Jane Perrone and Mark Oliver on Political Satire on the Web
Political satirists have a found a new platform on the web in the run-up to the presidential election, write Jane Perrone and Mark Oliver.
Democrat presidential candidate Adlai Stevenson once observed of the Republican party symbol that "the elephant has a thick skin".
George Bush junior's hide is being tested to its limits by satirists' barbs during the current election campaign, although monkeys, not elephants, dominate the caricatures.
The satirists' art is to unearth a candidate's unflattering characteristic and worry away at it like a loose tooth, however harsh or broad-brushed the caricature may be. Or, as Barry Burden, assistant professor of government at Harvard University, puts it, satire is "a powerful medium for making a simple point about some absurdity or contraction in public life".
For instance bushorchimp.com carefully aligns pictures of America's commander in chief with monkeys bearing not dissimilar expressions. There's even more monkey fun at stepahsmith.com
Satire matters in US politics, both on the late night chat and politics television shows and on the internet.

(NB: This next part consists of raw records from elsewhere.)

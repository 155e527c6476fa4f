use crate::domain::{check_consistency, payment_after_item_refund, plan_transition};
use crate::entities::order_items::OrderItemStatus;
use crate::entities::orders::{DeliveryStatus, OrderStatus};
use crate::entities::{
    delivery_entity as deliveries, order_entity as orders, order_item_entity as order_items,
};
use crate::database::SharedPool;
use crate::error::{AppError, AppResult};
use crate::models::*;
use crate::utils::require_text;
use chrono::Utc;
use sea_orm::sea_query::{Expr, Query};
use sea_orm::{
    ActiveModelTrait, ColumnTrait, ConnectionTrait, EntityTrait,
    IntoActiveModel, PaginatorTrait, QueryFilter, QueryOrder, QuerySelect, Set, TransactionTrait,
};

/// 정합성 점검 시 한 번에 읽는 주문 수
const SCAN_BATCH: u64 = 500;

#[derive(Clone)]
pub struct OrderService {
    pool: SharedPool,
}

impl OrderService {
    pub fn new(pool: impl Into<SharedPool>) -> Self {
        Self { pool: pool.into() }
    }

    pub async fn list(&self, query: &OrderQuery) -> AppResult<PaginatedResponse<OrderResponse>> {
        let params = PaginationParams::new(query.page, query.per_page);

        let mut select = orders::Entity::find();
        if let Some(s) = query.order_status {
            select = select.filter(orders::Column::OrderStatus.eq(s));
        }
        if let Some(s) = query.payment_status {
            select = select.filter(orders::Column::PaymentStatus.eq(s));
        }
        if let Some(s) = query.delivery_status {
            select = select.filter(orders::Column::DeliveryStatus.eq(s));
        }
        if let Some(user_id) = query.user_id {
            select = select.filter(orders::Column::UserId.eq(user_id));
        }
        if let Some(seller_id) = query.seller_id {
            select = select.filter(
                orders::Column::Id.in_subquery(
                    Query::select()
                        .column(order_items::Column::OrderId)
                        .from(order_items::Entity)
                        .and_where(order_items::Column::SellerId.eq(seller_id))
                        .to_owned(),
                ),
            );
        }
        if let Some(keyword) = query.keyword.as_deref().map(str::trim).filter(|k| !k.is_empty()) {
            select = select.filter(orders::Column::OrderNumber.contains(keyword));
        }
        if let Some(from) = query.ordered_from {
            select = select.filter(orders::Column::OrderedAt.gte(from));
        }
        if let Some(to) = query.ordered_to {
            select = select.filter(orders::Column::OrderedAt.lt(to));
        }

        let total = select.clone().count(self.pool.as_ref()).await? as i64;
        let items = select
            .order_by_desc(orders::Column::OrderedAt)
            .order_by_desc(orders::Column::Id)
            .limit(params.get_limit())
            .offset(params.get_offset())
            .all(self.pool.as_ref())
            .await?;

        Ok(PaginatedResponse::new(
            items.into_iter().map(Into::into).collect(),
            &params,
            total,
        ))
    }

    async fn find<C: ConnectionTrait>(db: &C, id: i64) -> AppResult<orders::Model> {
        orders::Entity::find_by_id(id)
            .one(db)
            .await?
            .ok_or_else(|| AppError::NotFound(format!("Order {id} not found")))
    }

    pub async fn get(&self, id: i64) -> AppResult<OrderDetailResponse> {
        let order = Self::find(self.pool.as_ref(), id).await?;
        let items = order_items::Entity::find()
            .filter(order_items::Column::OrderId.eq(id))
            .order_by_asc(order_items::Column::Id)
            .all(self.pool.as_ref())
            .await?;
        let delivery = deliveries::Entity::find()
            .filter(deliveries::Column::OrderId.eq(id))
            .one(self.pool.as_ref())
            .await?;

        Ok(OrderDetailResponse {
            order: order.into(),
            items: items.into_iter().map(Into::into).collect(),
            delivery: delivery.map(Into::into),
        })
    }

    /// 주문 상태 전이. 결제/배송 상태, 주문상품, 배송 기록을 함께 맞춘다.
    pub async fn update_status(
        &self,
        id: i64,
        request: UpdateOrderStatusRequest,
    ) -> AppResult<OrderDetailResponse> {
        let txn = self.pool.begin().await?;
        let order = Self::find(&txn, id).await?;
        let from = order.order_status;
        let plan = plan_transition(from, request.status)?;
        let now = Utc::now();

        let mut am = order.into_active_model();
        am.order_status = Set(plan.to);
        if let Some(p) = plan.payment {
            am.payment_status = Set(p);
        }
        if let Some(d) = plan.delivery {
            am.delivery_status = Set(d);
        }
        if plan.stamp_paid_at {
            am.paid_at = Set(Some(now));
        }
        am.updated_at = Set(now);
        let order = am.update(&txn).await?;

        if let Some(item_status) = plan.items {
            order_items::Entity::update_many()
                .col_expr(order_items::Column::Status, Expr::value(item_status))
                .col_expr(order_items::Column::UpdatedAt, Expr::value(now))
                .filter(order_items::Column::OrderId.eq(id))
                .filter(order_items::Column::Status.eq(OrderItemStatus::Normal))
                .exec(&txn)
                .await?;
        }

        let existing = deliveries::Entity::find()
            .filter(deliveries::Column::OrderId.eq(id))
            .one(&txn)
            .await?;
        match (existing, &request.courier, &request.tracking_number) {
            (Some(delivery), courier, tracking) => {
                let mut dam = delivery.into_active_model();
                dam.status = Set(order.delivery_status);
                if let Some(c) = courier {
                    dam.courier = Set(require_text("courier", c, 50)?);
                }
                if let Some(t) = tracking {
                    dam.tracking_number = Set(require_text("tracking_number", t, 50)?);
                }
                stamp_delivery_times(&mut dam, order.delivery_status, now);
                dam.updated_at = Set(now);
                dam.update(&txn).await?;
            }
            (None, Some(courier), Some(tracking)) => {
                let mut dam = deliveries::ActiveModel {
                    order_id: Set(id),
                    courier: Set(require_text("courier", courier, 50)?),
                    tracking_number: Set(require_text("tracking_number", tracking, 50)?),
                    status: Set(order.delivery_status),
                    shipped_at: Set(None),
                    delivered_at: Set(None),
                    created_at: Set(now),
                    updated_at: Set(now),
                    ..Default::default()
                };
                stamp_delivery_times(&mut dam, order.delivery_status, now);
                dam.insert(&txn).await?;
            }
            _ => {}
        }

        txn.commit().await?;
        log::info!(
            "Order {id} moved from {} to {}",
            from.as_str(),
            order.order_status.as_str()
        );
        self.get(id).await
    }

    /// 배송 정보 등록/수정. 배송 상태는 주문의 배송 상태를 따른다.
    pub async fn upsert_delivery(
        &self,
        id: i64,
        request: UpsertDeliveryRequest,
    ) -> AppResult<DeliveryResponse> {
        let courier = require_text("courier", &request.courier, 50)?;
        let tracking = require_text("tracking_number", &request.tracking_number, 50)?;
        let order = Self::find(self.pool.as_ref(), id).await?;
        if matches!(
            order.order_status,
            OrderStatus::Pending | OrderStatus::Cancelled
        ) {
            return Err(AppError::InvalidState(format!(
                "Cannot register delivery for {} orders",
                order.order_status.as_str()
            )));
        }
        let now = Utc::now();

        let existing = deliveries::Entity::find()
            .filter(deliveries::Column::OrderId.eq(id))
            .one(self.pool.as_ref())
            .await?;
        let saved = match existing {
            Some(delivery) => {
                let mut dam = delivery.into_active_model();
                dam.courier = Set(courier);
                dam.tracking_number = Set(tracking);
                dam.status = Set(order.delivery_status);
                dam.updated_at = Set(now);
                dam.update(self.pool.as_ref()).await?
            }
            None => {
                deliveries::ActiveModel {
                    order_id: Set(id),
                    courier: Set(courier),
                    tracking_number: Set(tracking),
                    status: Set(order.delivery_status),
                    shipped_at: Set(None),
                    delivered_at: Set(None),
                    created_at: Set(now),
                    updated_at: Set(now),
                    ..Default::default()
                }
                .insert(self.pool.as_ref())
                .await?
            }
        };
        Ok(saved.into())
    }

    /// 주문상품 1건 환불
    pub async fn refund_item(&self, order_id: i64, item_id: i64) -> AppResult<OrderDetailResponse> {
        let txn = self.pool.begin().await?;
        let order = Self::find(&txn, order_id).await?;
        let items = order_items::Entity::find()
            .filter(order_items::Column::OrderId.eq(order_id))
            .all(&txn)
            .await?;
        let target = items
            .iter()
            .find(|i| i.id == item_id)
            .cloned()
            .ok_or_else(|| {
                AppError::NotFound(format!("Order item {item_id} not found in order {order_id}"))
            })?;
        let normal_left = items
            .iter()
            .filter(|i| i.id != item_id && i.status == OrderItemStatus::Normal)
            .count();
        let payment = payment_after_item_refund(order.order_status, target.status, normal_left)?;
        let now = Utc::now();

        let mut iam = target.into_active_model();
        iam.status = Set(OrderItemStatus::Refunded);
        iam.updated_at = Set(now);
        iam.update(&txn).await?;

        let mut oam = order.into_active_model();
        oam.payment_status = Set(payment);
        oam.updated_at = Set(now);
        oam.update(&txn).await?;

        txn.commit().await?;
        log::info!("Order item {item_id} of order {order_id} refunded");
        self.get(order_id).await
    }

    /// 결제/배송 상태가 주문 상태와 맞지 않는 주문을 보고한다 (수정하지 않음)
    pub async fn find_inconsistencies(&self) -> AppResult<Vec<OrderInconsistencyResponse>> {
        let mut found = Vec::new();
        let mut last_id = 0i64;
        loop {
            let batch = orders::Entity::find()
                .filter(orders::Column::Id.gt(last_id))
                .order_by_asc(orders::Column::Id)
                .limit(SCAN_BATCH)
                .all(self.pool.as_ref())
                .await?;
            let Some(last) = batch.last() else {
                break;
            };
            last_id = last.id;
            let done = (batch.len() as u64) < SCAN_BATCH;

            for order in batch {
                if let Some(inconsistency) = check_consistency(
                    order.order_status,
                    order.payment_status,
                    order.delivery_status,
                ) {
                    found.push(OrderInconsistencyResponse {
                        order_id: order.id,
                        order_number: order.order_number,
                        inconsistency,
                    });
                }
            }
            if done {
                break;
            }
        }
        Ok(found)
    }
}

The talk shows, dominated by the figures of David Letterman, Jay Leno and Jon Stewart, have traditionally been the natural outlet of such comedy.
But the internet has provided another platform, without the boundaries of taste and fairness imposed on national TV. The net is humming with political satire: Bush gets a kicking in a lot of it, and to a lesser extent, so does his presidential challenger, the Democrats' Senator John Kerry.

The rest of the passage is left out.